• **PROBLEM DESCRIPTION**
Look for "bool" in the material below and show each line that contains it.

──────────

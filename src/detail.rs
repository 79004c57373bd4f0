//! Kind-specific detail view for a selected node.

use crate::model::{Field, NodeKind, RawNode};

/// Everything the detail panel shows for one node.
#[derive(Clone, Debug, PartialEq, Eq)]
pub struct DetailView {
	/// The kind's wire tag, e.g. `"function"`.
	pub type_label: &'static str,
	/// The node's full name.
	pub name: String,
	/// Kind-specific section.
	pub body: DetailBody,
	/// Doc text, if the node has any.
	pub documentation: Option<String>,
	/// Source text, if the node has any.
	pub source_code: Option<String>,
}

/// The kind-specific part of a [`DetailView`].
#[derive(Clone, Debug, PartialEq, Eq)]
pub enum DetailBody {
	/// Location of a workspace, package or module.
	Path(String),
	/// Struct fields.
	Fields(Vec<Field>),
	/// Enum variant names.
	Variants(Vec<String>),
	/// Function signature.
	Signature {
		/// Typed arguments.
		arguments: Vec<Field>,
		/// Return type, if not `()`.
		return_type: Option<String>,
	},
	/// Constant type and value.
	Constant {
		/// Rendered type.
		type_name: String,
		/// Rendered value.
		value: String,
	},
	/// Macro flavor.
	Macro {
		/// Whether this is `macro_rules!`.
		is_macro_rules: bool,
	},
	/// Static type and mutability.
	Static {
		/// Rendered type.
		type_name: String,
		/// Whether this is `static mut`.
		is_mutable: bool,
	},
	/// Trait qualifiers.
	Trait {
		/// `auto trait`.
		is_auto: bool,
		/// `unsafe trait`.
		is_unsafe: bool,
	},
	/// Generic parameters of an alias.
	Generics(String),
	/// Nothing kind-specific to show.
	Empty,
}

impl DetailView {
	/// Builds the view for `node`.
	pub fn new(node: &RawNode) -> Self {
		let body = match &node.kind {
			NodeKind::Workspace { path } | NodeKind::Package { path } | NodeKind::Module { path } => {
				DetailBody::Path(path.clone())
			}
			NodeKind::Struct { fields } => DetailBody::Fields(fields.clone()),
			NodeKind::Enum { variants } => DetailBody::Variants(variants.clone()),
			NodeKind::Function {
				arguments,
				return_type,
			} => DetailBody::Signature {
				arguments: arguments.clone(),
				return_type: return_type.clone(),
			},
			NodeKind::Const { type_name, value } => DetailBody::Constant {
				type_name: type_name.clone(),
				value: value.clone(),
			},
			NodeKind::Macro { is_macro_rules } => DetailBody::Macro {
				is_macro_rules: *is_macro_rules,
			},
			NodeKind::Static {
				type_name,
				is_mutable,
			} => DetailBody::Static {
				type_name: type_name.clone(),
				is_mutable: *is_mutable,
			},
			NodeKind::Trait { is_auto, is_unsafe } => DetailBody::Trait {
				is_auto: *is_auto,
				is_unsafe: *is_unsafe,
			},
			NodeKind::TraitAlias { generics } | NodeKind::Type { generics } => {
				DetailBody::Generics(generics.clone())
			}
			NodeKind::Unknown => DetailBody::Empty,
		};

		Self {
			type_label: node.kind.tag().as_str(),
			name: node.name.clone(),
			body,
			documentation: non_empty(&node.documentation),
			source_code: non_empty(&node.source_code),
		}
	}
}

fn non_empty(text: &str) -> Option<String> {
	(!text.is_empty()).then(|| text.to_owned())
}

#[cfg(test)]
mod tests {
	use rstest::rstest;

	use super::{DetailBody, DetailView};
	use crate::model::{Field, NodeKind, RawNode};

	fn node(kind: NodeKind) -> RawNode {
		RawNode {
			id: 2,
			name: "item".into(),
			kind,
			children: Vec::new(),
			documentation: String::new(),
			source_code: String::new(),
		}
	}

	#[test]
	fn function_shows_signature() {
		let arguments = vec![Field {
			name: "path".into(),
			type_name: "& Path".into(),
		}];
		let view = DetailView::new(&node(NodeKind::Function {
			arguments: arguments.clone(),
			return_type: None,
		}));

		assert_eq!(view.type_label, "function");
		assert_eq!(
			view.body,
			DetailBody::Signature {
				arguments,
				return_type: None,
			}
		);
	}

	#[test]
	fn containers_show_path() {
		let view = DetailView::new(&node(NodeKind::Package {
			path: "crates/core".into(),
		}));
		assert_eq!(view.type_label, "package");
		assert_eq!(view.body, DetailBody::Path("crates/core".into()));
	}

	#[test]
	fn aliases_show_generics_and_unknown_is_empty() {
		let view = DetailView::new(&node(NodeKind::TraitAlias {
			generics: "<'a>".into(),
		}));
		assert_eq!(view.type_label, "traitAlias");
		assert_eq!(view.body, DetailBody::Generics("<'a>".into()));

		let view = DetailView::new(&node(NodeKind::Unknown));
		assert_eq!(view.type_label, "unknown");
		assert_eq!(view.body, DetailBody::Empty);
	}

	fn field(name: &str, type_name: &str) -> Field {
		Field {
			name: name.into(),
			type_name: type_name.into(),
		}
	}

	#[rstest]
	#[case::workspace(
		NodeKind::Workspace { path: "/repo".into() },
		"workspace",
		DetailBody::Path("/repo".into())
	)]
	#[case::package(
		NodeKind::Package { path: "crates/core".into() },
		"package",
		DetailBody::Path("crates/core".into())
	)]
	#[case::module(
		NodeKind::Module { path: "src/lib.rs".into() },
		"module",
		DetailBody::Path("src/lib.rs".into())
	)]
	#[case::structure(
		NodeKind::Struct { fields: vec![field("x", "f64"), field("y", "f64")] },
		"struct",
		DetailBody::Fields(vec![field("x", "f64"), field("y", "f64")])
	)]
	#[case::enumeration(
		NodeKind::Enum { variants: vec!["Up".into(), "Down".into()] },
		"enum",
		DetailBody::Variants(vec!["Up".into(), "Down".into()])
	)]
	#[case::function(
		NodeKind::Function { arguments: vec![field("n", "u8")], return_type: Some("u16".into()) },
		"function",
		DetailBody::Signature { arguments: vec![field("n", "u8")], return_type: Some("u16".into()) }
	)]
	#[case::constant(
		NodeKind::Const { type_name: "usize".into(), value: "4".into() },
		"const",
		DetailBody::Constant { type_name: "usize".into(), value: "4".into() }
	)]
	#[case::macro_rules(
		NodeKind::Macro { is_macro_rules: true },
		"macro",
		DetailBody::Macro { is_macro_rules: true }
	)]
	#[case::static_mut(
		NodeKind::Static { type_name: "u32".into(), is_mutable: true },
		"static",
		DetailBody::Static { type_name: "u32".into(), is_mutable: true }
	)]
	#[case::unsafe_trait(
		NodeKind::Trait { is_auto: false, is_unsafe: true },
		"trait",
		DetailBody::Trait { is_auto: false, is_unsafe: true }
	)]
	#[case::trait_alias(
		NodeKind::TraitAlias { generics: "<T>".into() },
		"traitAlias",
		DetailBody::Generics("<T>".into())
	)]
	#[case::type_alias(
		NodeKind::Type { generics: "<'a, T>".into() },
		"type",
		DetailBody::Generics("<'a, T>".into())
	)]
	#[case::unknown(NodeKind::Unknown, "unknown", DetailBody::Empty)]
	fn body_matches_kind(
		#[case] kind: NodeKind,
		#[case] type_label: &str,
		#[case] body: DetailBody,
	) {
		let view = DetailView::new(&node(kind));
		assert_eq!(view.type_label, type_label);
		assert_eq!(view.body, body);
	}

	#[test]
	fn whitespace_only_text_is_still_shown() {
		let mut raw = node(NodeKind::Unknown);
		raw.documentation = "   \n".into();
		raw.source_code = "\n".into();

		let view = DetailView::new(&raw);

		assert_eq!(view.documentation.as_deref(), Some("   \n"));
		assert_eq!(view.source_code.as_deref(), Some("\n"));
	}

	#[test]
	fn optional_text_only_when_present() {
		let mut raw = node(NodeKind::Enum {
			variants: vec!["A".into()],
		});
		assert_eq!(DetailView::new(&raw).documentation, None);
		assert_eq!(DetailView::new(&raw).source_code, None);

		raw.documentation = "Directions.".into();
		raw.source_code = "enum E { A }".into();
		let view = DetailView::new(&raw);
		assert_eq!(view.documentation.as_deref(), Some("Directions."));
		assert_eq!(view.source_code.as_deref(), Some("enum E { A }"));
		assert_eq!(view.body, DetailBody::Variants(vec!["A".into()]));
	}
}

──────────

• **TASK SOLUTION**
		is_macro_rules: bool,
		is_mutable: bool,
		is_auto: bool,
		is_unsafe: bool,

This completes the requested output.